(Work order):
In the entries below, find the line with "use dashmap::DashMap;" and the line with "injects frames towards". Return those two lines and all lines between them, exactly.

--- Material supplied Enclosed Below ---

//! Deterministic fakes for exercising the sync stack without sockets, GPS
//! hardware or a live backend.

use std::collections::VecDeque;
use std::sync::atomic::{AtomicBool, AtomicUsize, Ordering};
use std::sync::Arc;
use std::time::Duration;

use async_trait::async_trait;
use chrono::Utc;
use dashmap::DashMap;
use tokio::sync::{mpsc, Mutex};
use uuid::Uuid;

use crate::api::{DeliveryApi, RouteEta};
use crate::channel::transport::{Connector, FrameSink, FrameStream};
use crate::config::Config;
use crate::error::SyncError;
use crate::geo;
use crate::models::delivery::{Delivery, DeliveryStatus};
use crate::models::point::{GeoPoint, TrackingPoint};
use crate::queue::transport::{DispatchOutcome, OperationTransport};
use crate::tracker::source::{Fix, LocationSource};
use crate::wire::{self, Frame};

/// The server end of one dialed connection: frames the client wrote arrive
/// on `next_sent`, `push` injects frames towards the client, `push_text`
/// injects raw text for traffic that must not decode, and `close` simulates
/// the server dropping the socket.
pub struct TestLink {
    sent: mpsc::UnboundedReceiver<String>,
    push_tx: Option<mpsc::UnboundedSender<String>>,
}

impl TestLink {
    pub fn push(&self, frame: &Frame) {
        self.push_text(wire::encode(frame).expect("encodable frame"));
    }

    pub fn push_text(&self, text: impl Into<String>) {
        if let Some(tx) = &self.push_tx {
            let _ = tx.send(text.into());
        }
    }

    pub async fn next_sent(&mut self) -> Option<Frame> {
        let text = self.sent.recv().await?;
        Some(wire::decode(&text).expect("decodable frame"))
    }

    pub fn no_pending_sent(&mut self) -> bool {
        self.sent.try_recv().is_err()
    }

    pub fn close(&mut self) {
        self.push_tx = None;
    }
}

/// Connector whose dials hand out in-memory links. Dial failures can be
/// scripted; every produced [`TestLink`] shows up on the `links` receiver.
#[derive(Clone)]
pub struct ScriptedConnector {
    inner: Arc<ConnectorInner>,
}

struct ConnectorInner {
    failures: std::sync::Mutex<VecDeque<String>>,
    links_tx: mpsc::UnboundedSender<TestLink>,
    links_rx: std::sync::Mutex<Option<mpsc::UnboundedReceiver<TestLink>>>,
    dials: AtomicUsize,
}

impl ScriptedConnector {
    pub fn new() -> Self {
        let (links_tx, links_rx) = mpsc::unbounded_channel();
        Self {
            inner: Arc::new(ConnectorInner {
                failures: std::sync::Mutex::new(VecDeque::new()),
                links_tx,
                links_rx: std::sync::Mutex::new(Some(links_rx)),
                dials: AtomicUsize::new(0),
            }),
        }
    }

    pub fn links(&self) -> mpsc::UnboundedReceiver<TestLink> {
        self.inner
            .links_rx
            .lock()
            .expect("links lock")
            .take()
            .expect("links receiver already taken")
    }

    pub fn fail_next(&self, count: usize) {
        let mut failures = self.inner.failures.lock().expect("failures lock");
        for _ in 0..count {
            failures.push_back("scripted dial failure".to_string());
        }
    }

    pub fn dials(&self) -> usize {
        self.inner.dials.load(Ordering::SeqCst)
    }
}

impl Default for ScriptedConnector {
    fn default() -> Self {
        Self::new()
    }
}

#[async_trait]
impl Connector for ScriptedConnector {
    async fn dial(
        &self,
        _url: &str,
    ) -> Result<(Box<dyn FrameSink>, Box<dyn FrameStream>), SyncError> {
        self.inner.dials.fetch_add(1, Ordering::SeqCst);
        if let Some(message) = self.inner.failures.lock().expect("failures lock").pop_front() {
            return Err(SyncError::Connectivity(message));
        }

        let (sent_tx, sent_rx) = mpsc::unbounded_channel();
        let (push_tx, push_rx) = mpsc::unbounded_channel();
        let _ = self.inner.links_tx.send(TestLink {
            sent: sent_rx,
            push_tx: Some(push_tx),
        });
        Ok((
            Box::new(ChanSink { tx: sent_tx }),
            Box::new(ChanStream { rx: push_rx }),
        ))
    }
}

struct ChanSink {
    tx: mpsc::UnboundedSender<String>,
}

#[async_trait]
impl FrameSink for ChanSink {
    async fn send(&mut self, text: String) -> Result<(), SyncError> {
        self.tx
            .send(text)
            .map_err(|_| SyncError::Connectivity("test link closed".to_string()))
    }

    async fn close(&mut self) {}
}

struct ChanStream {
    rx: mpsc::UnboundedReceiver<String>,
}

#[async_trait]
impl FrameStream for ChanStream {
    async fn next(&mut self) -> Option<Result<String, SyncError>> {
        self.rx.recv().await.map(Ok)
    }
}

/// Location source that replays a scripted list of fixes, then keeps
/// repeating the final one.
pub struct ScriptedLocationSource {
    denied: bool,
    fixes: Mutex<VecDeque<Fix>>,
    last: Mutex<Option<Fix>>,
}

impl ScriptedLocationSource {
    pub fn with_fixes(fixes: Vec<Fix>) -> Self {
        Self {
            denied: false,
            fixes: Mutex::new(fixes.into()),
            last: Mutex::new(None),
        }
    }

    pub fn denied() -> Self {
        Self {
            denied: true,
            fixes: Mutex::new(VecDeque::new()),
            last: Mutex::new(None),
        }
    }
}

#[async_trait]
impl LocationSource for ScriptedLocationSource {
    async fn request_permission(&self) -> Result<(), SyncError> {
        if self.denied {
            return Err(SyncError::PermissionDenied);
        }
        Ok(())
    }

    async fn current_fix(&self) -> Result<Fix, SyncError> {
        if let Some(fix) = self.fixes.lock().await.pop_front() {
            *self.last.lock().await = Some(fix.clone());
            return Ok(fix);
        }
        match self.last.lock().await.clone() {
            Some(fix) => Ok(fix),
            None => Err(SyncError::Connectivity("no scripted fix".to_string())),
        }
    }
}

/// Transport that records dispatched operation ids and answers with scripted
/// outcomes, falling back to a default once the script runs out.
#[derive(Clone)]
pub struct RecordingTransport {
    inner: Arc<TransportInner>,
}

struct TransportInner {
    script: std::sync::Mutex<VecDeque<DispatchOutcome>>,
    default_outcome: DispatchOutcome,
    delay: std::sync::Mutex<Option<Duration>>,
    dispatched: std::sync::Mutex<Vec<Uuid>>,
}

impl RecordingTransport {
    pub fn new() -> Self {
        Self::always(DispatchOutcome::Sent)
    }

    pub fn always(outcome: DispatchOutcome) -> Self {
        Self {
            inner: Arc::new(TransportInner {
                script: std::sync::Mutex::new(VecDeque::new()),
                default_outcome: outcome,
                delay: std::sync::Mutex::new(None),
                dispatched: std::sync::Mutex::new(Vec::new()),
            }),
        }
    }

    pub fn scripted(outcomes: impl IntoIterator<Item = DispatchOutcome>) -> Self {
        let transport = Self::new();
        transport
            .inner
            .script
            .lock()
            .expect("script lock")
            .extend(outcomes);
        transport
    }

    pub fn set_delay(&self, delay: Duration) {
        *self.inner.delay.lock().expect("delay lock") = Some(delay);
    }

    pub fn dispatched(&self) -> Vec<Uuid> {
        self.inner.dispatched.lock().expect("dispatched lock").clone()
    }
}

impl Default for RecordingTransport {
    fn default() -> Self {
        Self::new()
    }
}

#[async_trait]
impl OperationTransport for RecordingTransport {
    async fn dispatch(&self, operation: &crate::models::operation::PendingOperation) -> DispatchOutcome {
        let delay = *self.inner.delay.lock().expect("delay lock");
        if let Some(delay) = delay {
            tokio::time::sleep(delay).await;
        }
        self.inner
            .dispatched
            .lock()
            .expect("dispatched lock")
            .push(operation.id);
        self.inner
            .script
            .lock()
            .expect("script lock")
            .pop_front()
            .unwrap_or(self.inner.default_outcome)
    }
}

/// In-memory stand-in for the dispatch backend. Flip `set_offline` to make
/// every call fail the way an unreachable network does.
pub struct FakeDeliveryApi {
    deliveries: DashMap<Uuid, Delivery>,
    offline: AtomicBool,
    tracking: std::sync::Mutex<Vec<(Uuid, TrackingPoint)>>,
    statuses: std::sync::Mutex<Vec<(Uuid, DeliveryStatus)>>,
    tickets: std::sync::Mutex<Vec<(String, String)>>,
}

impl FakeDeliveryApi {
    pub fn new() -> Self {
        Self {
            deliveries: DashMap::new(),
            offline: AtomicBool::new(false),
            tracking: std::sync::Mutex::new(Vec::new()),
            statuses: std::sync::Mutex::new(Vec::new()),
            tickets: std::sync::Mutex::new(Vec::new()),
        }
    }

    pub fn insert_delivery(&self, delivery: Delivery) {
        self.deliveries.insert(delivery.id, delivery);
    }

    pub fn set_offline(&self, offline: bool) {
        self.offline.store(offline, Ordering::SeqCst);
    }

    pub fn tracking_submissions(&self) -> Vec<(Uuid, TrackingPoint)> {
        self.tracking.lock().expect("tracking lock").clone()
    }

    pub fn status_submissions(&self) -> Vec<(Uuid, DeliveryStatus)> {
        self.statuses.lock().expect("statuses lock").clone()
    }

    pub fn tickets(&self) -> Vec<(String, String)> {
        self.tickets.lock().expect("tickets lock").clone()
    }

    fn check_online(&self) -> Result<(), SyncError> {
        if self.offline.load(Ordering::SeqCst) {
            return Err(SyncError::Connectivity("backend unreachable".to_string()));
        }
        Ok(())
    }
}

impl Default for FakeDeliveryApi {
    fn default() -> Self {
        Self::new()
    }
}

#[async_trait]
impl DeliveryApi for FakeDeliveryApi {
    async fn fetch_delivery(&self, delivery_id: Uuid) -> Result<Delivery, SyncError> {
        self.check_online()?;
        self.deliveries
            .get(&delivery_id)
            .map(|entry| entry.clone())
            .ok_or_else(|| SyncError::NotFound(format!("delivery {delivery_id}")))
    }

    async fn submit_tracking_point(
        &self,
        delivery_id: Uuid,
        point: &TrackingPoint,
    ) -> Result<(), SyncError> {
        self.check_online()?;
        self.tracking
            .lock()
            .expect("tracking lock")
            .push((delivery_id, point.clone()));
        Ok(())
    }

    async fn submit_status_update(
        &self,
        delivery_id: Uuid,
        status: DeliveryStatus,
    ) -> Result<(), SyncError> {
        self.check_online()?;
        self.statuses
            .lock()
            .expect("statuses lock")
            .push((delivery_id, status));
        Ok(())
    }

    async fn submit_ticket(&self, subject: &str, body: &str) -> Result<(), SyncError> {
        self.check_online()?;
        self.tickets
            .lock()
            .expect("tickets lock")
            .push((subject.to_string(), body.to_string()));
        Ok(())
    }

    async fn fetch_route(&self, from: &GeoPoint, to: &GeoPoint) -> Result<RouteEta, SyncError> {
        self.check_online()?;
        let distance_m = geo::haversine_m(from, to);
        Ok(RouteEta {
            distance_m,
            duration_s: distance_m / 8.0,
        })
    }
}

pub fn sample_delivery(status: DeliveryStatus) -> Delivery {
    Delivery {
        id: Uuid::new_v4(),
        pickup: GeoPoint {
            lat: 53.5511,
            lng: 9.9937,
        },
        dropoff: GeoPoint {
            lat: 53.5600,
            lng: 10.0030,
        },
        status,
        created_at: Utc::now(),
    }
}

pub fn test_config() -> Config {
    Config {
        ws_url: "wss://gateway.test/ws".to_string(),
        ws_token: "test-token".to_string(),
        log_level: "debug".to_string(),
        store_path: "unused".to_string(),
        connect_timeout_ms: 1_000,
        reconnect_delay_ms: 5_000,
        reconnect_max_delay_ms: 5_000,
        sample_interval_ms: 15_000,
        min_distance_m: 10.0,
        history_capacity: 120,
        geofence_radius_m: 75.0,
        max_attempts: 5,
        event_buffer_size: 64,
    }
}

--- End of Enclosed Material supplied ---

(Result below):
use dashmap::DashMap;
use tokio::sync::{mpsc, Mutex};
use uuid::Uuid;

use crate::api::{DeliveryApi, RouteEta};
use crate::channel::transport::{Connector, FrameSink, FrameStream};
use crate::config::Config;
use crate::error::SyncError;
use crate::geo;
use crate::models::delivery::{Delivery, DeliveryStatus};
use crate::models::point::{GeoPoint, TrackingPoint};
use crate::queue::transport::{DispatchOutcome, OperationTransport};
use crate::tracker::source::{Fix, LocationSource};
use crate::wire::{self, Frame};

/// The server end of one dialed connection: frames the client wrote arrive
/// on `next_sent`, `push` injects frames towards the client, `push_text`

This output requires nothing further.